We need to teach children how to open themselves up to experiences. In high school, students need to have a variety of courses to help them learn about possibilities. Without such experience young people have less opportunity to find what is satisfying and fulfilling for them. Achieving an occupational identity isn't about having it identified for you at an early age. Nor should it limit you later on.
I didn't know I would be a psychologist in high school. When I didn't want to be a rock musician, I wanted to be a linguist—I wanted to learn languages and be a translator traveling the world. Even in college as a nontraditional student and mother of a young son I didn't know precisely what I wanted. It wasn't until my senior year when I was standing in the hallway talking with other psychology students about our future plans that I even knew I would apply to pursue a Ph.D. in clinical psychology. Each student, in turn, said they were applying to graduate school and when they looked to me, I said, “Yeah, that's what I'm going to do, too” because I was embarrassed to say I wasn't certain.
Even while in graduate school I was more interested in becoming a researcher than a therapist. But then during my post-doctoral fellowship I experienced using cognitive-behavioral therapy with people who had severe anxiety disorders. Again, my path diverged from what I planned.
One thing, though, I was certain about was that I didn't need to worry about making a choice for life. I knew that I could do many things and didn't have to settle for just one career. In college I also minored in writing and wrote for the college newspaper because writing was always a love of mine. What's more, I never knew that my interest in technology and computer science would eventually allow all these interests to converge and create Excel At Life.

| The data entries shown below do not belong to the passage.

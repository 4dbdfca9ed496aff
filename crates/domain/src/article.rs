//! # 記事
//!
//! 記事エンティティとそれに関連する値オブジェクトを定義する。
//!
//! ## 不変条件
//!
//! - 記事は必ず 1 人の所有者（[`UserId`]）を持つ
//! - 所有者は作成時に認証済みユーザーから設定され、以後変更されない
//! - 変更可能なフィールドは `title` と `body` のみ
//!
//! 所有者の変更手段はこの型に存在しない。[`Article::edited`] は
//! [`ArticleChanges`] で許可されたフィールドだけを受け付ける。

use chrono::{DateTime, Utc};

use crate::user::{User, UserId};

define_serial_id! {
    /// 記事 ID（DB 採番）
    pub struct ArticleId;
}

define_validated_string! {
    /// 記事タイトル（1〜255 文字、前後の空白は除去）
    pub struct ArticleTitle {
        label: "タイトル",
        max_length: 255,
    }
}

define_validated_string! {
    /// 記事本文（1〜65,535 文字、空白は保持）
    pub struct ArticleBody {
        label: "本文",
        max_length: 65_535,
        trim: false,
    }
}

/// 記事エンティティ
#[derive(Debug, Clone, PartialEq, Eq)]
pub struct Article {
    id:         ArticleId,
    user_id:    UserId,
    title:      ArticleTitle,
    body:       ArticleBody,
    created_at: DateTime<Utc>,
    updated_at: DateTime<Utc>,
}

/// 記事の新規作成パラメータ
///
/// `user_id` は認証済みユーザーから設定する。ID は INSERT 時に DB が採番する。
#[derive(Debug, Clone)]
pub struct NewArticle {
    pub user_id: UserId,
    pub title:   ArticleTitle,
    pub body:    ArticleBody,
    pub now:     DateTime<Utc>,
}

/// 記事の DB 復元パラメータ
pub struct ArticleRecord {
    pub id:         ArticleId,
    pub user_id:    UserId,
    pub title:      ArticleTitle,
    pub body:       ArticleBody,
    pub created_at: DateTime<Utc>,
    pub updated_at: DateTime<Utc>,
}

/// 記事の更新内容
///
/// `None` のフィールドは変更しない。
#[derive(Debug, Clone, Default)]
pub struct ArticleChanges {
    pub title: Option<ArticleTitle>,
    pub body:  Option<ArticleBody>,
}

impl Article {
    /// 既存のデータから復元する
    pub fn from_db(record: ArticleRecord) -> Self {
        Self {
            id:         record.id,
            user_id:    record.user_id,
            title:      record.title,
            body:       record.body,
            created_at: record.created_at,
            updated_at: record.updated_at,
        }
    }

    /// 変更を適用した記事を返す
    ///
    /// 変更内容の有無にかかわらず `updated_at` は `now` に更新される。
    pub fn edited(self, changes: ArticleChanges, now: DateTime<Utc>) -> Self {
        Self {
            title: changes.title.unwrap_or(self.title),
            body: changes.body.unwrap_or(self.body),
            updated_at: now,
            ..self
        }
    }

    /// 指定ユーザーが所有者かどうか
    pub fn is_owned_by(&self, user_id: UserId) -> bool {
        self.user_id == user_id
    }

    // Getter メソッド

    pub fn id(&self) -> ArticleId {
        self.id
    }

    pub fn user_id(&self) -> UserId {
        self.user_id
    }

    pub fn title(&self) -> &ArticleTitle {
        &self.title
    }

    pub fn body(&self) -> &ArticleBody {
        &self.body
    }

    pub fn created_at(&self) -> DateTime<Utc> {
        self.created_at
    }

    pub fn updated_at(&self) -> DateTime<Utc> {
        self.updated_at
    }
}

/// 所有者情報付きの記事
///
/// 一覧・詳細の読み取りモデル。所有者はシリアライズ時に
/// `{id, name, email}` の要約として埋め込まれる。
#[derive(Debug, Clone, PartialEq, Eq)]
pub struct ArticleWithAuthor {
    pub article: Article,
    pub author:  User,
}

impl ArticleWithAuthor {
    pub fn new(article: Article, author: User) -> Self {
        debug_assert!(article.is_owned_by(author.id()));
        Self { article, author }
    }
}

This path unfolded because one thing clear throughout was being open to possibilities. Being open means pursuing a path but then allowing yourself to consider side paths when they present. Through these experiences you allow yourself to discover the purpose for your life. You don't have to have it all figured out in advance. However, this also doesn't mean to let yourself drift without a plan and wait for something to present. Pursue your interests but remain open to the possibilities.